I bet you're charming. Do you have any jokes you'd like to share?


----------



## UchiCherry (Feb 12, 2014)

I'm really weird, lol  

I just make jokes as I'm in a conversation, I can't think of any out of the blue, I only make jokes if I know the people I'm in the conversation with have a sense of humor and don't hate me (and show it)


----------



## EmmaFrost (Feb 12, 2014)

I have a good heart, I pick up languages easily, I can cook/bake very well, and I generally am pleased when I look in the mirror.


----------



## MisterEnigma (Feb 12, 2014)

UchiCherry said:


> I'm really weird, lol
> 
> I just make jokes as I'm in a conversation, I can't think of any out of the blue.

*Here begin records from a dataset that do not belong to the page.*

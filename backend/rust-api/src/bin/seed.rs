use anyhow::{bail, Result};
use std::path::Path;
use tracing_subscriber::fmt::init;

use chapter_quiz::{
    config::Config,
    services::{
        seed_service::{load_seed_file, seed_chapter, ChapterSeed},
        AppState,
    },
};

const USAGE: &str = "usage: seed <sample | molecular-biology | file PATH>";

#[tokio::main]
async fn main() -> Result<()> {
    init();

    let args: Vec<String> = std::env::args().skip(1).collect();
    let seeds = match args.iter().map(String::as_str).collect::<Vec<_>>().as_slice() {
        ["sample"] => vec![ChapterSeed::sample()],
        ["molecular-biology"] => vec![ChapterSeed::molecular_biology()],
        ["file", path] => load_seed_file(Path::new(path)).await?,
        _ => bail!(USAGE),
    };

    let config = Config::load()?;
    let app_state = AppState::new(config).await?;

    for seed in &seeds {
        let chapter = seed_chapter(&app_state.pool, seed).await?;
        println!(
            "Created chapter {} '{}' with {} questions",
            chapter.id, chapter.name, chapter.total_questions
        );
    }

    app_state.close().await;
    Ok(())
}
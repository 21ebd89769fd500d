use chrono::Utc;
use sqlx::SqlitePool;
use std::future::Future;

use super::QuizError;
use crate::metrics::{track_db_operation, ATTEMPTS_STARTED_TOTAL};
use crate::models::Attempt;
use crate::utils::retry::{retry_async_when, RetryConfig};

pub struct AttemptService {
    pool: SqlitePool,
}

impl AttemptService {
    pub fn new(pool: SqlitePool) -> Self {
        Self { pool }
    }

    /// Creates the next attempt for a chapter. The caller is expected to have
    /// checked that the chapter exists.
    ///
    /// Reading the highest number and inserting are separate statements. The
    /// unique `(chapter_id, attempt_number)` index rejects a number taken by a
    /// concurrent start in between, and the start is retried with a fresh read.
    pub async fn start_attempt(&self, chapter_id: i64) -> Result<Attempt, QuizError> {
        self.start_attempt_numbered_by(chapter_id, move || self.next_attempt_number(chapter_id))
            .await
    }

    pub async fn get_attempt(&self, attempt_id: i64) -> Result<Attempt, QuizError> {
        track_db_operation("select", "attempt", async {
            sqlx::query_as::<_, Attempt>(
                "SELECT id, chapter_id, attempt_number, timestamp, score FROM attempt WHERE id = ?",
            )
            .bind(attempt_id)
            .fetch_optional(&self.pool)
            .await
        })
        .await?
        .ok_or(QuizError::AttemptNotFound(attempt_id))
    }

    async fn start_attempt_numbered_by<F, Fut>(
        &self,
        chapter_id: i64,
        mut next_number: F,
    ) -> Result<Attempt, QuizError>
    where
        F: FnMut() -> Fut,
        Fut: Future<Output = Result<i64, sqlx::Error>>,
    {
        let attempt = retry_async_when(
            RetryConfig::default(),
            move || {
                let number = next_number();
                async move {
                    let attempt_number = number.await?;
                    self.insert_attempt(chapter_id, attempt_number).await
                }
            },
            is_unique_violation,
        )
        .await?;

        ATTEMPTS_STARTED_TOTAL.inc();
        tracing::info!(
            "Attempt {} created for chapter {} (attempt #{})",
            attempt.id,
            chapter_id,
            attempt.attempt_number
        );

        Ok(attempt)
    }

    async fn next_attempt_number(&self, chapter_id: i64) -> Result<i64, sqlx::Error> {
        track_db_operation("select", "attempt", async {
            sqlx::query_scalar::<_, i64>(
                "SELECT COALESCE(MAX(attempt_number), 0) + 1 FROM attempt WHERE chapter_id = ?",
            )
            .bind(chapter_id)
            .fetch_one(&self.pool)
            .await
        })
        .await
    }

    async fn insert_attempt(
        &self,
        chapter_id: i64,
        attempt_number: i64,
    ) -> Result<Attempt, sqlx::Error> {
        let result = track_db_operation("insert", "attempt", async {
            sqlx::query_as::<_, Attempt>(
                r#"
                INSERT INTO attempt (chapter_id, attempt_number, timestamp, score)
                VALUES (?, ?, ?, NULL)
                RETURNING id, chapter_id, attempt_number, timestamp, score
                "#,
            )
            .bind(chapter_id)
            .bind(attempt_number)
            .bind(Utc::now())
            .fetch_one(&self.pool)
            .await
        })
        .await;

        if let Err(e) = &result {
            if is_unique_violation(e) {
                tracing::warn!(
                    "Attempt #{} for chapter {} already taken, renumbering",
                    attempt_number,
                    chapter_id
                );
            }
        }

        result
    }
}

fn is_unique_violation(err: &sqlx::Error) -> bool {
    match err {
        sqlx::Error::Database(db_err) => db_err.is_unique_violation(),
        _ => false,
    }
}
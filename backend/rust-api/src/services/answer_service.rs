use std::collections::HashMap;

use sqlx::SqlitePool;

use super::QuizError;
use crate::metrics::{track_db_operation, ANSWERS_SUBMITTED_TOTAL};
use crate::models::{Attempt, Question};

/// Answer recorded for one question before it is persisted.
#[derive(Debug, Clone, PartialEq, Eq)]
pub struct GradedAnswer {
    pub question_id: i64,
    pub user_answer: Option<String>,
    pub correct: bool,
}

#[derive(Debug, Clone, PartialEq, Eq)]
pub struct Grading {
    pub score: i64,
    pub answers: Vec<GradedAnswer>,
}

#[derive(Debug, Clone, Copy, PartialEq, Eq)]
pub enum SubmissionOutcome {
    Scored { score: i64, responses: usize },
    /// The attempt already had a score; nothing was written.
    AlreadyScored,
}

/// Grades submitted form fields (`q{question_id}` → answer code) against the
/// questions. Comparison is exact and case-sensitive; a missing or empty field
/// counts as unanswered. Exactly one graded answer is produced per question.
pub fn grade(questions: &[Question], form: &HashMap<String, String>) -> Grading {
    let answers: Vec<GradedAnswer> = questions
        .iter()
        .map(|question| {
            let user_answer = form
                .get(&question.field_name())
                .filter(|value| !value.is_empty())
                .cloned();
            let correct = user_answer.as_deref() == Some(question.correct_answer.as_str());
            GradedAnswer {
                question_id: question.id,
                user_answer,
                correct,
            }
        })
        .collect();

    let score = answers.iter().filter(|answer| answer.correct).count() as i64;

    Grading { score, answers }
}

pub struct AnswerService {
    pool: SqlitePool,
}

impl AnswerService {
    pub fn new(pool: SqlitePool) -> Self {
        Self { pool }
    }

    /// Scores an attempt and stores one response per question in a single
    /// transaction. The score is claimed first so a second submission for the
    /// same attempt writes nothing.
    pub async fn submit_answers(
        &self,
        attempt: &Attempt,
        questions: &[Question],
        form: &HashMap<String, String>,
    ) -> Result<SubmissionOutcome, QuizError> {
        if attempt.is_scored() {
            tracing::warn!(
                "Attempt {} already scored, ignoring resubmission",
                attempt.id
            );
            return Ok(SubmissionOutcome::AlreadyScored);
        }

        let grading = grade(questions, form);

        let outcome = track_db_operation("submit", "response", async {
            let mut tx = self.pool.begin().await?;

            let claimed = sqlx::query("UPDATE attempt SET score = ? WHERE id = ? AND score IS NULL")
                .bind(grading.score)
                .bind(attempt.id)
                .execute(&mut *tx)
                .await?;

            if claimed.rows_affected() == 0 {
                tx.rollback().await?;
                return Ok::<_, sqlx::Error>(SubmissionOutcome::AlreadyScored);
            }

            for answer in &grading.answers {
                sqlx::query(
                    "INSERT INTO response (attempt_id, question_id, user_answer) VALUES (?, ?, ?)",
                )
                .bind(attempt.id)
                .bind(answer.question_id)
                .bind(answer.user_answer.as_deref())
                .execute(&mut *tx)
                .await?;
            }

            tx.commit().await?;

            Ok(SubmissionOutcome::Scored {
                score: grading.score,
                responses: grading.answers.len(),
            })
        })
        .await?;

        match outcome {
            SubmissionOutcome::Scored { score, responses } => {
                let correct = score as u64;
                ANSWERS_SUBMITTED_TOTAL
                    .with_label_values(&["true"])
                    .inc_by(correct);
                ANSWERS_SUBMITTED_TOTAL
                    .with_label_values(&["false"])
                    .inc_by(responses as u64 - correct);
                tracing::info!(
                    "Attempt {} scored {}/{} (chapter {})",
                    attempt.id,
                    score,
                    responses,
                    attempt.chapter_id
                );
            }
            SubmissionOutcome::AlreadyScored => {
                tracing::warn!(
                    "Attempt {} lost scoring race, submission discarded",
                    attempt.id
                );
            }
        }

        Ok(outcome)
    }
}
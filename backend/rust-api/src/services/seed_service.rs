use anyhow::{bail, Context, Result};
use serde::Deserialize;
use sqlx::SqlitePool;
use std::path::Path;
use tokio::fs;

use crate::config::Config;
use crate::models::Chapter;

const SAMPLE_ANSWERS: [&str; 5] = ["A", "B", "C", "D", "A"];
const MOLECULAR_BIOLOGY_QUESTIONS: usize = 300;

/// A chapter and the correct answer code of each of its questions, in order.
#[derive(Debug, Clone, PartialEq, Eq, Deserialize)]
pub struct ChapterSeed {
    pub name: String,
    pub answers: Vec<String>,
}

impl ChapterSeed {
    pub fn sample() -> Self {
        Self {
            name: "Sample Chapter".to_string(),
            answers: SAMPLE_ANSWERS.iter().map(|a| a.to_string()).collect(),
        }
    }

    /// Placeholder key: every answer is `A` until the real key is entered.
    pub fn molecular_biology() -> Self {
        Self {
            name: "Molecular Biology".to_string(),
            answers: vec!["A".to_string(); MOLECULAR_BIOLOGY_QUESTIONS],
        }
    }

    fn validate(&self) -> Result<()> {
        if self.name.trim().is_empty() {
            bail!("Chapter seed has an empty name");
        }
        if let Some(pos) = self
            .answers
            .iter()
            .position(|answer| answer.chars().count() != 1)
        {
            bail!(
                "Chapter '{}' answer #{} must be a single character, got {:?}",
                self.name,
                pos + 1,
                self.answers[pos]
            );
        }
        Ok(())
    }
}

/// Inserts a chapter and its questions in one transaction. `total_questions`
/// is set to the number of answers.
pub async fn seed_chapter(pool: &SqlitePool, seed: &ChapterSeed) -> Result<Chapter> {
    seed.validate()?;

    let mut tx = pool.begin().await.context("Failed to open seed transaction")?;

    let chapter = sqlx::query_as::<_, Chapter>(
        "INSERT INTO chapter (name, total_questions) VALUES (?, ?) RETURNING id, name, total_questions",
    )
    .bind(seed.name.as_str())
    .bind(seed.answers.len() as i64)
    .fetch_one(&mut *tx)
    .await
    .context("Failed to insert chapter")?;

    for answer in &seed.answers {
        sqlx::query("INSERT INTO question (chapter_id, correct_answer) VALUES (?, ?)")
            .bind(chapter.id)
            .bind(answer.as_str())
            .execute(&mut *tx)
            .await
            .context("Failed to insert question")?;
    }

    tx.commit().await.context("Failed to commit chapter seed")?;

    tracing::info!(
        "Seeded chapter '{}' (id {}) with {} questions",
        chapter.name,
        chapter.id,
        chapter.total_questions
    );

    Ok(chapter)
}

pub fn parse_seed_file(contents: &str) -> Result<Vec<ChapterSeed>> {
    let seeds: Vec<ChapterSeed> =
        serde_json::from_str(contents).context("Failed to deserialize chapter seed payload")?;
    for seed in &seeds {
        seed.validate()?;
    }
    Ok(seeds)
}

pub async fn load_seed_file(path: &Path) -> Result<Vec<ChapterSeed>> {
    let contents = fs::read_to_string(path)
        .await
        .with_context(|| format!("Failed to read seed file {}", path.display()))?;
    parse_seed_file(&contents)
}

async fn chapter_exists(pool: &SqlitePool, name: &str) -> Result<bool> {
    let count: i64 = sqlx::query_scalar("SELECT COUNT(*) FROM chapter WHERE name = ?")
        .bind(name)
        .fetch_one(pool)
        .await
        .context("Failed to look up chapter by name")?;
    Ok(count > 0)
}

/// Applies the configured seed file at startup. Chapters already present by
/// name are left untouched, so restarting with the same file is harmless.
pub async fn bootstrap(config: &Config, pool: &SqlitePool) -> Result<usize> {
    let path = match &config.seed_file {
        Some(path) => Path::new(path),
        None => {
            tracing::debug!("No seed file configured, skipping bootstrap");
            return Ok(0);
        }
    };

    if !path.exists() {
        tracing::warn!("Seed file {} not found, skipping bootstrap", path.display());
        return Ok(0);
    }

    let seeds = load_seed_file(path).await?;
    let mut inserted = 0;

    for seed in &seeds {
        if chapter_exists(pool, &seed.name).await? {
            tracing::info!("Chapter '{}' already exists, seed skipped", seed.name);
            continue;
        }
        seed_chapter(pool, seed).await?;
        inserted += 1;
    }

    tracing::info!(
        "Seed bootstrap finished: {} of {} chapters inserted",
        inserted,
        seeds.len()
    );

    Ok(inserted)
}

#[cfg(test)]
mod tests {
    use super::*;

    #[test]
    fn sample_seed_matches_known_key() {
        let seed = ChapterSeed::sample();
        assert_eq!(seed.name, "Sample Chapter");
        assert_eq!(seed.answers, vec!["A", "B", "C", "D", "A"]);
    }

    #[test]
    fn molecular_biology_seed_has_300_questions() {
        let seed = ChapterSeed::molecular_biology();
        assert_eq!(seed.answers.len(), 300);
        assert!(seed.answers.iter().all(|a| a == "A"));
    }

    #[test]
    fn parses_seed_file() {
        let seeds = parse_seed_file(
            r#"[{"name": "Genetics", "answers": ["A", "C"]}, {"name": "Cells", "answers": []}]"#,
        )
        .unwrap();
        assert_eq!(seeds.len(), 2);
        assert_eq!(seeds[0].name, "Genetics");
        assert_eq!(seeds[0].answers, vec!["A", "C"]);
        assert!(seeds[1].answers.is_empty());
    }

    #[test]
    fn rejects_multi_character_answers() {
        let err = parse_seed_file(r#"[{"name": "Genetics", "answers": ["A", "AB"]}]"#)
            .unwrap_err();
        assert!(err.to_string().contains("answer #2"));
    }

    #[test]
    fn rejects_blank_names() {
        assert!(parse_seed_file(r#"[{"name": "  ", "answers": ["A"]}]"#).is_err());
    }
}
use crate::config::Config;
use sqlx::sqlite::{SqliteConnectOptions, SqlitePool, SqlitePoolOptions};
use std::str::FromStr;
use std::time::Duration;
use thiserror::Error;

pub mod answer_service;
pub mod attempt_service;
pub mod chapter_service;
pub mod results_service;
pub mod seed_service;

pub struct AppState {
    pub config: Config,
    pub pool: SqlitePool,
}

impl AppState {
    pub async fn new(config: Config) -> anyhow::Result<Self> {
        tracing::info!("Opening SQLite pool at {}", config.database_url);

        let options = SqliteConnectOptions::from_str(&config.database_url)?
            .create_if_missing(true);

        // An in-memory database lives only as long as its connection, so the
        // pool must never recycle it.
        let pool = SqlitePoolOptions::new()
            .max_connections(config.database_max_connections)
            .idle_timeout(None)
            .max_lifetime(None)
            .acquire_timeout(Duration::from_secs(10))
            .connect_with(options)
            .await?;

        sqlx::migrate!("./migrations").run(&pool).await?;
        tracing::info!("Database migrations applied");

        Ok(Self { config, pool })
    }

    pub async fn close(&self) {
        self.pool.close().await;
        tracing::info!("Database pool closed");
    }
}

#[derive(Debug, Error)]
pub enum QuizError {
    #[error("Chapter {0} not found")]
    ChapterNotFound(i64),
    #[error("Attempt {0} not found")]
    AttemptNotFound(i64),
    #[error("Database error: {0}")]
    Database(#[from] sqlx::Error),
}

impl QuizError {
    pub fn is_not_found(&self) -> bool {
        matches!(
            self,
            QuizError::ChapterNotFound(_) | QuizError::AttemptNotFound(_)
        )
    }
}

Haha, no worries about being weird, I think everyone has a little weirdness in them. 

- - - Post Merge - - -



Illyana said:


> I have a good heart, I pick up languages easily, I can cook/bake very well, and I generally am pleased when I look in the mirror.



That's wonderful! What's your favorite thing to cook/bake?


----------



## dr_shrunk (Feb 12, 2014)

I am rad as hell

-does a sweet skateboard move-

But in all honesty I like that I'm really laid back
And do my best to not take things too seriously cause
What is the fun in that, and it takes alot to offend me lol
I am also very lovin and caring towards my friends, normally I am very mellow but hurt anyone I really care about I will enter mama bear mode c:​


----------



## orangepeanut (Feb 12, 2014)

Hmm the fact that I'm... good at getting people to give me free stuff, haha


----------



## Zeiro (Feb 12, 2014)

_everything_


----------



## Gnome (Feb 12, 2014)

My stubbornness.


----------



## KCourtnee (Feb 12, 2014)

I like that I can make people laugh without even trying. I'm just being myself. I'm kind of goofy and clumsy.


----------



## SockHead (Feb 12, 2014)

EVERYTHING! jk nothing :'(

my sense of humor i guess


----------



## harime (Feb 12, 2014)

I'm small, I can draw stuff, play the piano and I can be myself around those I trust c:
I also love my personality hehe.


----------



## Beary (Feb 12, 2014)

Would it be bad if I said I hate myself?


----------



## Anjellie (Feb 12, 2014)

If I HAVE to pick something... It's my eye colour and Bright Pink/red hair. (dyed :L)
Other than that, absolutely nothing. x3


----------



## Beary (Feb 12, 2014)

Um...Nothing?
Maybe my singing voice? I don't know.


----------



## Jake (Feb 12, 2014)

this thread is too deep for me


----------



## Bowie (Feb 12, 2014)

Although I try to be as humble as I possibly can about it, I love myself. I don't think it's right for anyone to feel as if they have to look for someone else to love them when they can't love themselves. I think loving yourself is a very important thing.


----------



## MisterEnigma (Feb 12, 2014)

Bowie said:


> Although I try to be as humble as I possibly can about it, I love myself. I don't think it's right for anyone to feel as if they have to look for someone else to love them when they can't love themselves. I think loving yourself is a very important thing.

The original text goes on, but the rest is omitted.